What’s more, it turns out it never even went into recession after all: it has revised its second quarter numbers upwards, so that it registered zero quarter-on-quarter GDP growth rather than a 0.3 per cent fall.
Now the bad news: many analysts have reacted sourly to the latest data from southeast Asia’s second-largest economy, which is a bellwether of global demand for manufactured goods and is forecast by Barclays to grow at 3 per cent this year and 4.8 per cent next.
Here are four reasons why economists are down on an emerging market growth story that superficially looks solid enough – particularly when compared with some of its spluttering western peer.

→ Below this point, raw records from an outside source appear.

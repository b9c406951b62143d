//! `thresholds` command: show the active governance threshold table
//! and configured beliefs.

use std::path::PathBuf;

use anyhow::Result;
use clap::Args;
use serde::Serialize;

use crate::cli::output::{list_table, output, CommandOutput};
use crate::domain::models::{Belief, Threshold};

#[derive(Args, Debug)]
pub struct ThresholdsArgs {}

#[derive(Debug, Serialize)]
pub struct ThresholdsOutput {
    pub thresholds: Vec<Threshold>,
    pub beliefs: Vec<Belief>,
}

impl CommandOutput for ThresholdsOutput {
    fn to_human(&self) -> String {
        let mut table = list_table(&["parameter", "value", "description"]);
        for threshold in &self.thresholds {
            table.add_row(vec![
                threshold.parameter_name.clone(),
                format!("{}", threshold.value),
                threshold.description.clone(),
            ]);
        }
        let mut out = format!("{} threshold(s):\n{table}", self.thresholds.len());

        if !self.beliefs.is_empty() {
            let mut beliefs = list_table(&["belief", "priority", "description"]);
            for belief in &self.beliefs {
                beliefs.add_row(vec![
                    belief.name.clone(),
                    belief.priority.as_str().to_string(),
                    belief.description.clone(),
                ]);
            }
            out.push_str(&format!("\n\n{} belief(s):\n{beliefs}", self.beliefs.len()));
        }
        out
    }
}

pub async fn execute(_args: ThresholdsArgs, config_path: Option<PathBuf>, json: bool) -> Result<()> {
    let config = super::load_config(config_path.as_deref())?;
    let governor = super::build_governor(&config).await?;

    let result = ThresholdsOutput {
        thresholds: governor.thresholds(),
        beliefs: governor.beliefs(),
    };

    output(&result, json);
    Ok(())
}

1. Growth is being buoyed partly by falling demand for imports, which Tony Nafte, CLSA Asia-Pacific Markets senior economist, calls “a sign of weakness not strength”, since it reflects a slump in domestic demand. Household consumption dropped 1.2 per cent in the third quarter, reflecting the end of a popular tax break on new car purchases. CLSA estimates that if imports had held up during July to September, instead of declining, it would have wiped out quarter-on-quarter GDP growth of 1.3 per cent. As bank lending to individuals falls and the central bank presses to bring down household debt levels standing at about 80 per cent of GDP, it’s hard to see an immediate recovery in consumer spending.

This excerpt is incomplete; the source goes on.